As a result, the underwater detection image is smoothly switched by using the interpolated image. Therefore, since the breaks in the image do not occur or are unlikely to occur, it is possible to easily confirm the underwater detection image. As a result, it becomes easy to confirm the shape and size of the echo of interest.

The block diagram which shows the structure of the underwater detection apparatus which concerns on one Embodiment of this invention. The figure which shows the state of detecting underwater by the underwater detection device. The figure which shows the underwater detection image generated by the image generation part. The figure explaining the process of generating an interpolated image while acquiring an echo signal [N] in a predetermined direction. The figure explaining the process of generating an interpolated image while acquiring an echo signal [N + 1] in a predetermined direction. The figure which shows the switching of the echo image performed by the underwater detection apparatus of the conventional example. The figure which shows the switching of the interpolated image performed by the underwater detection apparatus of this embodiment.

Next, an embodiment of the present invention will be described with reference to the drawings. FIG. 1 is a block diagram showing the configuration of the underwater detection device 10. FIG. 2 is a diagram showing a state in which the underwater detection device 10 detects underwater. FIG. 3 is a diagram showing an underwater detection image generated by the image generation unit 32.

The underwater detection device 10 transmits ultrasonic waves to a predetermined range in water (360 degrees in the directional direction in the present embodiment), and also receives an echo signal which is a reflected wave of the ultrasonic waves. The underwater detection device 10 generates and displays an underwater detection image showing a school of fish, the seabed, and the like based on this echo signal. The details of the underwater detection device 10 will be described below.

As shown in FIG. 1, the underwater detection device 10 includes an underwater detection signal processing device 11, a transmission circuit 12, a transmission / reception switch 13, a transmission / reception receiver 14, a reception circuit 15, and an A / D converter 16. A display unit 17 and an operation unit 18 are provided.

The underwater detection signal processing device 11 includes a calculation unit 21 and a storage unit 22. Further, the calculation unit 21 includes a transmission control unit 31, a video generation unit 32, and a display control unit 33.

The arithmetic unit 21 is realized by an arithmetic unit such as FPGA, ASIC, or CPU. The calculation unit 21 is configured to be able to execute various processes related to the underwater detection device 10 by executing a program created in advance. In the following description, among the processes executed by the arithmetic unit 21, transmission control, video generation processing, and video display processing will be described in detail, but the arithmetic unit 21 can also execute other processing (for example, range). Switching, menu display, etc.).

The storage unit 22 is realized by a volatile memory such as a RAM. The storage unit 22 stores the echo signal obtained by two or more consecutive detections.

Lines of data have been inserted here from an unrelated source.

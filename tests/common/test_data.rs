//! Test data generation utilities.
//!
//! This module provides functions to generate model output directories with
//! convention-named NetCDF year files, and observation network directories
//! with per-station text archives.

use chrono::NaiveDate;
use std::path::{Path, PathBuf};

// Use the netcdf crate's error type directly
type Result<T> = std::result::Result<T, netcdf::Error>;

/// Latitudes of the generated model grid, south to north.
pub const GRID_LATS: [f64; 4] = [-60.0, -20.0, 20.0, 60.0];

/// Longitudes of the generated model grid, 0-360 convention.
pub const GRID_LONS: [f64; 6] = [0.0, 60.0, 120.0, 180.0, 240.0, 300.0];

/// The filename one model year file gets under the aerocom3 convention.
pub fn aerocom3_name(data_id: &str, experiment: &str, var_name: &str, year: i32) -> String {
    format!(
        "aerocom3_{}_{}_{}_Column_{}_monthly.nc",
        data_id, experiment, var_name, year
    )
}

/// Day offsets of the twelve month starts relative to January 1st.
fn month_start_offsets(year: i32) -> Vec<f64> {
    let jan1 = NaiveDate::from_ymd_opt(year, 1, 1).expect("valid date");
    (1..=12)
        .map(|month| {
            let start = NaiveDate::from_ymd_opt(year, month, 1).expect("valid date");
            (start - jan1).num_days() as f64
        })
        .collect()
}

/// Creates one monthly model year file with a known data pattern.
///
/// The value at (time t, lat j, lon i) is `base + t * 100 + j * 10 + i`, so
/// tests can check where any sample came from after concatenation, regridding
/// and cropping.
pub fn create_model_year_file(
    model_dir: &Path,
    data_id: &str,
    experiment: &str,
    var_name: &str,
    year: i32,
    base: f32,
) -> Result<PathBuf> {
    let path = model_dir.join(aerocom3_name(data_id, experiment, var_name, year));
    let mut file = netcdf::create(&path)?;

    let _ = file.add_dimension("lon", GRID_LONS.len())?;
    let _ = file.add_dimension("lat", GRID_LATS.len())?;
    let _ = file.add_unlimited_dimension("time")?;

    file.add_attribute("title", "aeroread test model output")?;

    {
        let mut lon_var = file.add_variable::<f64>("lon", &["lon"])?;
        lon_var.put_attribute("units", "degrees_east")?;
        lon_var.put_values(&GRID_LONS, &[..])?;
    }

    {
        let mut lat_var = file.add_variable::<f64>("lat", &["lat"])?;
        lat_var.put_attribute("units", "degrees_north")?;
        lat_var.put_values(&GRID_LATS, &[..])?;
    }

    {
        let mut time_var = file.add_variable::<f64>("time", &["time"])?;
        time_var.put_attribute("units", format!("days since {}-01-01", year).as_str())?;
        time_var.put_values(&month_start_offsets(year), &[..])?;
    }

    {
        let mut data_values = Vec::with_capacity(12 * GRID_LATS.len() * GRID_LONS.len());
        for t in 0..12 {
            for j in 0..GRID_LATS.len() {
                for i in 0..GRID_LONS.len() {
                    data_values.push(base + (t * 100 + j * 10 + i) as f32);
                }
            }
        }
        let mut data_var = file.add_variable::<f32>(var_name, &["time", "lat", "lon"])?;
        data_var.put_attribute("units", "1")?;
        data_var.put_values(&data_values, &[.., .., ..])?;
    }

    Ok(path)
}

/// Creates a model directory with one monthly file per requested year.
pub fn create_model_dir(root: &Path, data_id: &str, var_name: &str, years: &[i32]) -> PathBuf {
    let model_dir = root.join(data_id);
    std::fs::create_dir_all(&model_dir).expect("create model dir");
    for &year in years {
        create_model_year_file(&model_dir, data_id, "CTRL", var_name, year, year as f32)
            .expect("create year file");
    }
    model_dir
}

/// Creates an observation network directory with two stations, one of which
/// has a missing-value sample that parsing must drop.
pub fn create_obs_network_dir(root: &Path) -> PathBuf {
    let dir = root.join("AeronetSunV3");
    std::fs::create_dir_all(&dir).expect("create network dir");
    std::fs::write(
        dir.join("Kuopio.csv"),
        "# Station: Kuopio\n\
         # Latitude: 62.892\n\
         # Longitude: 27.634\n\
         # Altitude: 105.0\n\
         date,AOD_550nm,AOD_440nm\n\
         2019-06-01,0.123,0.150\n\
         2019-06-02,-999.0,0.140\n\
         2019-06-03,0.101,0.130\n",
    )
    .expect("write station file");
    std::fs::write(
        dir.join("Alta_Floresta.csv"),
        "# Station: Alta_Floresta\n\
         # Latitude: -9.871\n\
         # Longitude: -56.104\n\
         # Altitude: 277.0\n\
         date,AOD_550nm,AOD_440nm\n\
         2019-06-01,0.310,0.380\n\
         2019-06-02,0.295,0.355\n",
    )
    .expect("write station file");
    dir
}
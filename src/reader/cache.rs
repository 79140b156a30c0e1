//! Binary read-cache for parsed observation datasets.
//!
//! A cache entry is keyed by (network, variable, source fingerprint). The
//! fingerprint is a crc32 over every source file's relative name, byte
//! length and content, folded in sorted path order, so a cache hit is
//! guaranteed to reflect the exact bytes a raw parse would see. Writes go
//! to a temporary file in the cache directory and are published by rename,
//! so readers never observe a half-written entry; concurrent writers of the
//! same key race at file-system granularity and last-writer-wins.

use std::fs::File;
use std::io::{BufReader, BufWriter, Read};
use std::path::{Path, PathBuf};
use tempfile::NamedTempFile;
use tracing::{debug, info};
use walkdir::WalkDir;

use crate::error::{AeroreadError, Result};
use crate::obsdata::ObsDataset;

/// Compute the content fingerprint of an observation source directory.
pub fn compute_fingerprint(dir: &Path) -> Result<u32> {
    let mut paths: Vec<PathBuf> = WalkDir::new(dir)
        .into_iter()
        .filter_map(|entry| entry.ok())
        .filter(|entry| entry.file_type().is_file())
        .filter(|entry| !super::is_hidden(entry.path()))
        .map(|entry| entry.into_path())
        .collect();
    paths.sort();

    let mut hasher = crc32fast::Hasher::new();
    let mut buf = vec![0u8; 64 * 1024];
    for path in &paths {
        let rel = path.strip_prefix(dir).unwrap_or(path);
        hasher.update(rel.to_string_lossy().as_bytes());

        let mut file = File::open(path)?;
        let len = file.metadata()?.len();
        hasher.update(&len.to_le_bytes());
        loop {
            let n = file.read(&mut buf)?;
            if n == 0 {
                break;
            }
            hasher.update(&buf[..n]);
        }
    }
    Ok(hasher.finalize())
}

/// Path of the cache entry for one (network, variable, fingerprint) key.
pub fn cache_path(cache_dir: &Path, network: &str, var_name: &str, fingerprint: u32) -> PathBuf {
    cache_dir.join(format!("{}_{}_{:08x}.bin", network, var_name, fingerprint))
}

/// Persist a parsed dataset to the cache, atomically.
pub fn save_cache(cache_dir: &Path, dataset: &ObsDataset) -> Result<PathBuf> {
    std::fs::create_dir_all(cache_dir)?;
    let target = cache_path(
        cache_dir,
        &dataset.network,
        &dataset.var_name,
        dataset.fingerprint,
    );

    let tmp = NamedTempFile::new_in(cache_dir)?;
    {
        let mut writer = BufWriter::new(tmp.as_file());
        bincode::serialize_into(&mut writer, dataset).map_err(|e| AeroreadError::Cache {
            message: format!("failed to serialize cache entry: {}", e),
        })?;
    }
    tmp.persist(&target).map_err(|e| AeroreadError::Cache {
        message: format!("failed to publish cache entry: {}", e),
    })?;

    info!(path = %target.display(), "Saved observation cache entry");
    Ok(target)
}

/// Read a cache entry, returning `None` on miss or stale fingerprint.
pub fn read_cache(
    cache_dir: &Path,
    network: &str,
    var_name: &str,
    fingerprint: u32,
) -> Result<Option<ObsDataset>> {
    let path = cache_path(cache_dir, network, var_name, fingerprint);
    if !path.exists() {
        debug!(path = %path.display(), "Cache miss");
        return Ok(None);
    }

    let reader = BufReader::new(File::open(&path)?);
    let dataset: ObsDataset =
        bincode::deserialize_from(reader).map_err(|e| AeroreadError::Cache {
            message: format!("corrupt cache entry {}: {}", path.display(), e),
        })?;

    // The fingerprint is part of the filename, but verify the embedded one
    // too: a renamed or hand-copied entry must not masquerade as fresh.
    if dataset.fingerprint != fingerprint {
        debug!(path = %path.display(), "Stale cache entry (fingerprint changed)");
        return Ok(None);
    }

    debug!(path = %path.display(), stations = dataset.stations.len(), "Cache hit");
    Ok(Some(dataset))
}

#[cfg(test)]
mod tests {
    use super::*;
    use crate::convention::TsType;
    use crate::obsdata::{StationSeries, StationValues};
    use chrono::TimeZone;
    use chrono::Utc;
    use tempfile::tempdir;

    fn sample_obs(fingerprint: u32) -> ObsDataset {
        ObsDataset {
            network: "AeronetSunV3".to_string(),
            var_name: "od550aer".to_string(),
            ts_type: TsType::Daily,
            stations: vec![StationSeries {
                station: "Kuopio".to_string(),
                latitude: 62.892,
                longitude: 27.634,
                altitude: 105.0,
                times: vec![Utc.with_ymd_and_hms(2019, 6, 1, 0, 0, 0).unwrap()],
                values: StationValues::Surface(vec![0.123]),
            }],
            fingerprint,
        }
    }

    #[test]
    fn test_save_then_read_round_trip() {
        let cache_dir = tempdir().unwrap();
        let dataset = sample_obs(0xdeadbeef);

        save_cache(cache_dir.path(), &dataset).unwrap();
        let restored = read_cache(cache_dir.path(), "AeronetSunV3", "od550aer", 0xdeadbeef)
            .unwrap()
            .expect("entry should be present");

        // Bit-identical coordinates and values after the round trip
        assert_eq!(restored, dataset);
    }

    #[test]
    fn test_miss_on_unknown_key() {
        let cache_dir = tempdir().unwrap();
        let hit = read_cache(cache_dir.path(), "AeronetSunV3", "od550aer", 1).unwrap();
        assert!(hit.is_none());
    }

    #[test]
    fn test_stale_embedded_fingerprint() {
        let cache_dir = tempdir().unwrap();
        let dataset = sample_obs(1);
        let saved = save_cache(cache_dir.path(), &dataset).unwrap();

        // Rename the entry to the filename of a newer fingerprint
        let forged = cache_path(cache_dir.path(), "AeronetSunV3", "od550aer", 2);
        std::fs::rename(saved, forged).unwrap();

        let hit = read_cache(cache_dir.path(), "AeronetSunV3", "od550aer", 2).unwrap();
        assert!(hit.is_none());
    }

    #[test]
    fn test_fingerprint_tracks_content() {
        let src = tempdir().unwrap();
        std::fs::write(src.path().join("a.csv"), b"one").unwrap();
        let fp1 = compute_fingerprint(src.path()).unwrap();

        // Same content, same fingerprint
        assert_eq!(fp1, compute_fingerprint(src.path()).unwrap());

        // Changed content, new fingerprint (size preserved)
        std::fs::write(src.path().join("a.csv"), b"two").unwrap();
        let fp2 = compute_fingerprint(src.path()).unwrap();
        assert_ne!(fp1, fp2);

        // Additional file changes the fingerprint as well
        std::fs::write(src.path().join("b.csv"), b"three").unwrap();
        assert_ne!(fp2, compute_fingerprint(src.path()).unwrap());
    }
}
//! # aeroread
//!
//! A data-location and ingestion engine for gridded model output and
//! station observations.
//!
//! This library locates model data directories under configured search
//! roots, decodes AeroCom file naming conventions, assembles multi-year
//! NetCDF model output into in-memory gridded datasets, and parses
//! station observation networks with a fingerprinted binary read-cache.
//!
//! ## Key Features
//!
//! - **Convention-aware file discovery**: aerocom2/aerocom3 filename parsing
//!   with per-directory inference
//! - **Multi-year assembly**: time-concatenation of per-year NetCDF files
//!   with overlap detection
//! - **Batch reads**: parallel multi-model reads with per-model failure
//!   isolation
//! - **Observation ingestion**: per-station archives with a content-hashed
//!   binary cache
//!
//! ## Architecture
//!
//! - **Location Layer**: search roots, naming conventions, region registry
//! - **Grid Layer**: NetCDF loading, gridded datasets, spatiotemporal subsetting
//! - **Reader Layer**: single and multi-model readers, observation networks,
//!   read-cache

pub mod config;
pub mod convention;
pub mod error;
pub mod griddata;
pub mod loader;
pub mod logging;
pub mod obsdata;
pub mod reader;
pub mod region;
pub mod subset;

pub use config::Config;
pub use convention::{FileConvention, FileInfo, TsType};
pub use error::{AeroreadError, Result};
pub use griddata::{GriddedDataset, LonConvention};
pub use logging::{init_tracing, log_error, log_read_stats, log_timed_operation};
pub use obsdata::{ObsDataset, StationSeries, StationValues};
pub use reader::{
    import_data, read_daily, CacheStrategy, MultiReadResult, ObsNetwork, ReadGridded,
    ReadGriddedMulti,
};
pub use region::{Region, RegionRegistry};
pub use subset::{crop, crop_region, GeoBounds, TimeWindow};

The transmission control unit 31 controls the transmission of ultrasonic waves. Specifically, the transmission control unit 31 instructs the timing of generating ultrasonic waves, the amplitude of ultrasonic waves, the depression angle at which ultrasonic waves are transmitted (the angle formed by the transmission direction of ultrasonic waves with respect to the water surface, the tilt angle), and the like. A signal is created and output to the transmission circuit 12. The transmission circuit 12 creates a pulse signal based on the signal received from the transmission control unit 31, and outputs the pulse signal to the transmitter / receiver 14 via the transmitter / receiver switch 13.

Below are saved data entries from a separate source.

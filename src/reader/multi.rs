//! Multi-model batch reads.
//!
//! Each model id is read independently (own directory resolution, own file
//! set, own output dataset) so one bad model never aborts the batch. Reads
//! run on a dedicated rayon pool capped at the configured worker count to
//! avoid file-descriptor exhaustion when scanning many large directories.

use rayon::prelude::*;
use tracing::{info, warn};

use super::model::ReadGridded;
use crate::config::Config;
use crate::error::{AeroreadError, Result};
use crate::griddata::GriddedDataset;

/// Ordered per-model outcome of a batch read.
///
/// Exactly one entry per requested model id, in request order; each entry is
/// either the assembled dataset or the recorded failure.
#[derive(Debug)]
pub struct MultiReadResult {
    entries: Vec<(String, Result<GriddedDataset>)>,
}

impl MultiReadResult {
    /// Outcome for one model id, if it was part of the request.
    pub fn get(&self, data_id: &str) -> Option<&Result<GriddedDataset>> {
        self.entries
            .iter()
            .find(|(id, _)| id == data_id)
            .map(|(_, result)| result)
    }

    /// Number of requested model ids.
    pub fn len(&self) -> usize {
        self.entries.len()
    }

    /// Whether the batch was empty.
    pub fn is_empty(&self) -> bool {
        self.entries.is_empty()
    }

    /// All entries in request order.
    pub fn iter(&self) -> impl Iterator<Item = (&str, &Result<GriddedDataset>)> {
        self.entries
            .iter()
            .map(|(id, result)| (id.as_str(), result))
    }

    /// The successfully read datasets, in request order.
    pub fn datasets(&self) -> impl Iterator<Item = (&str, &GriddedDataset)> {
        self.iter()
            .filter_map(|(id, result)| result.as_ref().ok().map(|dataset| (id, dataset)))
    }

    /// The recorded failures, in request order.
    pub fn failures(&self) -> impl Iterator<Item = (&str, &AeroreadError)> {
        self.iter()
            .filter_map(|(id, result)| result.as_ref().err().map(|err| (id, err)))
    }

    /// Count of successful entries.
    pub fn num_succeeded(&self) -> usize {
        self.datasets().count()
    }

    /// Count of failed entries.
    pub fn num_failed(&self) -> usize {
        self.failures().count()
    }
}

/// Reader running independent single-model reads over a batch of model ids.
#[derive(Debug)]
pub struct ReadGriddedMulti<'a> {
    config: &'a Config,
}

impl<'a> ReadGriddedMulti<'a> {
    /// Create a batch reader over the given configuration.
    pub fn new(config: &'a Config) -> Self {
        Self { config }
    }

    /// Read one variable for every requested model id.
    ///
    /// Failures are isolated per entry and never raised; the returned result
    /// has one entry per id in request order.
    pub fn read(
        &self,
        data_ids: &[&str],
        var_name: &str,
        start_year: i32,
        stop_year: i32,
    ) -> MultiReadResult {
        let workers = self
            .config
            .read
            .max_workers
            .min(data_ids.len().max(1))
            .max(1);

        let read_one = |data_id: &&str| -> (String, Result<GriddedDataset>) {
            let result = ReadGridded::new(data_id, self.config)
                .and_then(|reader| reader.read_var(var_name, start_year, stop_year));
            if let Err(err) = &result {
                warn!(data_id = data_id, error = %err, "Model read failed");
            }
            (data_id.to_string(), result)
        };

        let entries: Vec<(String, Result<GriddedDataset>)> =
            match rayon::ThreadPoolBuilder::new().num_threads(workers).build() {
                Ok(pool) => pool.install(|| data_ids.par_iter().map(read_one).collect()),
                Err(err) => {
                    warn!(error = %err, "Falling back to sequential batch read");
                    data_ids.iter().map(|id| read_one(id)).collect()
                }
            };

        let result = MultiReadResult { entries };
        info!(
            var = var_name,
            requested = result.len(),
            succeeded = result.num_succeeded(),
            failed = result.num_failed(),
            "Batch read finished"
        );
        result
    }
}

The transmitter / receiver 14 is an oscillator attached to the bottom of a ship or the like, and transmits ultrasonic waves into water based on a signal received from a transmission circuit 12. The transmitter / receiver 14 is composed of a substantially cylindrical housing and a plurality of oscillators. The plurality of oscillators are attached to the outer peripheral surface of the housing. With this configuration, ultrasonic waves can be simultaneously transmitted to a predetermined azimuth range. In the present embodiment, the transmitter / receiver 14 transmits ultrasonic waves in all directions (360 degrees) at the depression angle specified by the transmission control unit 31 (see FIG. 2). The ultrasonic waves transmitted by the transmitter / receiver 14 have a ring shape in a plan view and travel so as to spread radially. Further, the oscillator of the transmitter / receiver 14 receives the reflected wave reflected by the fish or the seabed of the ultrasonic wave as an echo signal.

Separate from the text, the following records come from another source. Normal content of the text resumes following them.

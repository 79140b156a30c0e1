//! Configuration management for aeroread.
//!
//! This module handles the layered configuration system with the following precedence:
//! 1. Command-line arguments (highest priority)
//! 2. Environment variables
//! 3. JSON config file
//! 4. Default values (lowest priority)

use clap::{Parser, Subcommand};
use serde::{Deserialize, Serialize};
use std::path::PathBuf;

use crate::error::{AeroreadError, Result};

/// Command-line arguments for aeroread
#[derive(Parser, Debug)]
#[command(name = "aeroread")]
#[command(author, version, about, long_about = None)]
pub struct Args {
    #[command(subcommand)]
    pub command: Command,

    /// Root directories containing model output (one subdirectory per model)
    #[arg(short, long, env = "AEROREAD_MODEL_ROOT")]
    pub model_root: Vec<PathBuf>,

    /// Root directories containing observation networks
    #[arg(short, long, env = "AEROREAD_OBS_ROOT")]
    pub obs_root: Vec<PathBuf>,

    /// Directory for the binary observation read-cache
    #[arg(long, env = "AEROREAD_CACHE_DIR")]
    pub cache_dir: Option<PathBuf>,

    /// File naming convention to assume (aerocom2, aerocom3); inferred per
    /// model directory when omitted
    #[arg(long, env = "AEROREAD_CONVENTION")]
    pub convention: Option<String>,

    /// Maximum worker threads for multi-model reads
    #[arg(short, long, env = "AEROREAD_WORKERS")]
    pub workers: Option<usize>,

    /// Path to JSON configuration file
    #[arg(short, long, env = "AEROREAD_CONFIG")]
    pub config: Option<PathBuf>,

    /// Log level (trace, debug, info, warn, error)
    #[arg(long, env = "AEROREAD_LOG_LEVEL", default_value = "info")]
    pub log_level: String,
}

/// Subcommands of the aeroread CLI
#[derive(Subcommand, Debug)]
pub enum Command {
    /// List model directories found under the model roots
    Models,
    /// List the data files of one model, grouped by variable
    Files {
        /// Model data id
        data_id: String,
    },
    /// Read one variable of one or more models over a year range
    Read {
        /// Comma-separated model data ids
        data_ids: String,
        /// Variable name
        var_name: String,
        /// First year to include
        start_year: i32,
        /// Last year to include
        stop_year: i32,
        /// Crop the result to a named region
        #[arg(long)]
        region: Option<String>,
    },
    /// Read an observation network variable, using the read-cache
    Obs {
        /// Network name (AeronetSunV3, AeronetSdaV3)
        network: String,
        /// Variable name
        var_name: String,
        /// Ignore the cache and re-parse the raw files
        #[arg(long)]
        force_raw: bool,
    },
    /// List the registered named regions
    Regions,
}

/// Search path configuration
#[derive(Debug, Clone, Serialize, Deserialize)]
pub struct PathsConfig {
    /// Root directories containing one subdirectory per model
    #[serde(default)]
    pub model_roots: Vec<PathBuf>,

    /// Root directories containing one subdirectory per observation network
    #[serde(default)]
    pub obs_roots: Vec<PathBuf>,

    /// Directory holding binary read-cache entries
    #[serde(default = "default_cache_dir")]
    pub cache_dir: PathBuf,
}

/// Read behaviour configuration
#[derive(Debug, Clone, Serialize, Deserialize)]
pub struct ReadConfig {
    /// File naming convention to assume (None = infer per directory)
    #[serde(default)]
    pub convention: Option<String>,

    /// Maximum worker threads for multi-model reads
    #[serde(default = "default_max_workers")]
    pub max_workers: usize,
}

/// Complete configuration
#[derive(Debug, Clone, Serialize, Deserialize)]
pub struct Config {
    /// Search paths
    #[serde(default)]
    pub paths: PathsConfig,

    /// Read behaviour
    #[serde(default)]
    pub read: ReadConfig,

    /// Log level
    #[serde(default = "default_log_level")]
    pub log_level: String,
}

impl Config {
    /// Load configuration from all sources with proper precedence
    pub fn load(args: &Args) -> Result<Self> {
        // Start with defaults
        let mut config = Config::default();

        // Load from JSON file if provided
        if let Some(config_path) = &args.config {
            let json_config = Self::load_from_file(config_path)?;
            config.merge(json_config);
        }

        // Override with command-line arguments
        if !args.model_root.is_empty() {
            config.paths.model_roots = args.model_root.clone();
        }
        if !args.obs_root.is_empty() {
            config.paths.obs_roots = args.obs_root.clone();
        }
        if let Some(cache_dir) = &args.cache_dir {
            config.paths.cache_dir = cache_dir.clone();
        }
        if args.convention.is_some() {
            config.read.convention = args.convention.clone();
        }
        if let Some(workers) = args.workers {
            config.read.max_workers = workers;
        }
        config.log_level = args.log_level.clone();

        Ok(config)
    }

    /// Load configuration from a JSON file
    fn load_from_file(path: &PathBuf) -> Result<Self> {
        let content = std::fs::read_to_string(path)?;
        let config: Config = serde_json::from_str(&content)?;
        Ok(config)
    }

    /// Merge another config into this one (other takes precedence)
    fn merge(&mut self, other: Config) {
        if !other.paths.model_roots.is_empty() {
            self.paths.model_roots = other.paths.model_roots;
        }
        if !other.paths.obs_roots.is_empty() {
            self.paths.obs_roots = other.paths.obs_roots;
        }
        self.paths.cache_dir = other.paths.cache_dir;
        if other.read.convention.is_some() {
            self.read.convention = other.read.convention;
        }
        self.read.max_workers = other.read.max_workers;
        self.log_level = other.log_level;
    }

    /// Validate the configuration
    pub fn validate(&self) -> Result<()> {
        if self.read.max_workers == 0 {
            return Err(AeroreadError::Config {
                message: "max_workers cannot be 0".to_string(),
            });
        }

        // Validate log level
        match self.log_level.as_str() {
            "trace" | "debug" | "info" | "warn" | "error" => {}
            _ => {
                return Err(AeroreadError::Config {
                    message: format!(
                        "Invalid log level: {}. Must be one of: trace, debug, info, warn, error",
                        self.log_level
                    ),
                });
            }
        }

        // Validate the convention name, if pinned
        if let Some(name) = &self.read.convention {
            crate::convention::FileConvention::import_default(name)?;
        }

        Ok(())
    }
}

impl Default for Config {
    fn default() -> Self {
        Self {
            paths: PathsConfig::default(),
            read: ReadConfig::default(),
            log_level: default_log_level(),
        }
    }
}

impl Default for PathsConfig {
    fn default() -> Self {
        Self {
            model_roots: Vec::new(),
            obs_roots: Vec::new(),
            cache_dir: default_cache_dir(),
        }
    }
}

impl Default for ReadConfig {
    fn default() -> Self {
        Self {
            convention: None,
            max_workers: default_max_workers(),
        }
    }
}

// Default value functions for serde
fn default_cache_dir() -> PathBuf {
    std::env::temp_dir().join("aeroread_cache")
}

fn default_max_workers() -> usize {
    4
}

fn default_log_level() -> String {
    "info".to_string()
}

#[cfg(test)]
mod tests {
    use super::*;

    #[test]
    fn test_default_config() {
        let config = Config::default();
        assert!(config.paths.model_roots.is_empty());
        assert_eq!(config.read.max_workers, 4);
        assert!(config.read.convention.is_none());
        assert_eq!(config.log_level, "info");
    }

    #[test]
    fn test_config_merge() {
        let mut config1 = Config::default();
        let mut config2 = Config::default();

        config2.paths.model_roots = vec![PathBuf::from("/data/models")];
        config2.read.max_workers = 8;
        config2.read.convention = Some("aerocom3".to_string());

        config1.merge(config2);

        assert_eq!(config1.paths.model_roots, vec![PathBuf::from("/data/models")]);
        assert_eq!(config1.read.max_workers, 8);
        assert_eq!(config1.read.convention.as_deref(), Some("aerocom3"));
    }

    #[test]
    fn test_config_validation() {
        // Valid config should pass
        let config = Config::default();
        assert!(config.validate().is_ok());

        // Test invalid worker count
        let mut config = Config::default();
        config.read.max_workers = 0;
        assert!(config.validate().is_err());

        // Test invalid log level
        let mut config = Config::default();
        config.log_level = "invalid".to_string();
        assert!(config.validate().is_err());

        // Test unknown convention name
        let mut config = Config::default();
        config.read.convention = Some("aerocom9".to_string());
        assert!(config.validate().is_err());
    }

    #[test]
    fn test_load_from_json_file() {
        let dir = tempfile::tempdir().unwrap();
        let path = dir.path().join("config.json");
        std::fs::write(
            &path,
            r#"{
                "paths": { "model_roots": ["/data/models"] },
                "read": { "convention": "aerocom2", "max_workers": 2 },
                "log_level": "debug"
            }"#,
        )
        .unwrap();

        let config = Config::load_from_file(&path).unwrap();
        assert_eq!(config.paths.model_roots, vec![PathBuf::from("/data/models")]);
        assert_eq!(config.read.convention.as_deref(), Some("aerocom2"));
        assert_eq!(config.read.max_workers, 2);
        assert_eq!(config.log_level, "debug");
        assert!(config.validate().is_ok());
    }
}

Here, in the case of transmitting ultrasonic waves in all directions as in the present embodiment, transmitting ultrasonic waves in all directions and receiving the echo signals in all directions to detect the surroundings is defined as one detection. Express. Further, the directional direction detected by the underwater detection device 10 is not limited to all directions, and may be configured to continue to detect only a set directional range (for example, 180 degrees forward). In this case, transmitting ultrasonic waves to the directional range to be detected, receiving the echo signal of the directional range, and detecting the predetermined directional range is expressed as one detection. Further, the underwater detection device 10 may transmit ultrasonic waves in a plurality of times without simultaneously transmitting ultrasonic waves in the directional range in which detection is performed. For example, when detecting all directions, ultrasonic waves in an azimuth range of 90 degrees may be transmitted in four times. In this case, transmitting and receiving ultrasonic waves in the entire azimuth range for detection is referred to as one detection. Therefore, when the ultrasonic wave in the directional range of 90 degrees is transmitted in four times, the ultrasonic wave is transmitted and received four times, so that the detection is performed once. Further, the underwater detection device 10 transmits ultrasonic waves in only one direction instead of a predetermined azimuth range, and detects a predetermined azimuth range by gradually changing the direction in which the ultrasonic waves are transmitted (PPI sonar, PPI sonar). Search light sonar) may be used.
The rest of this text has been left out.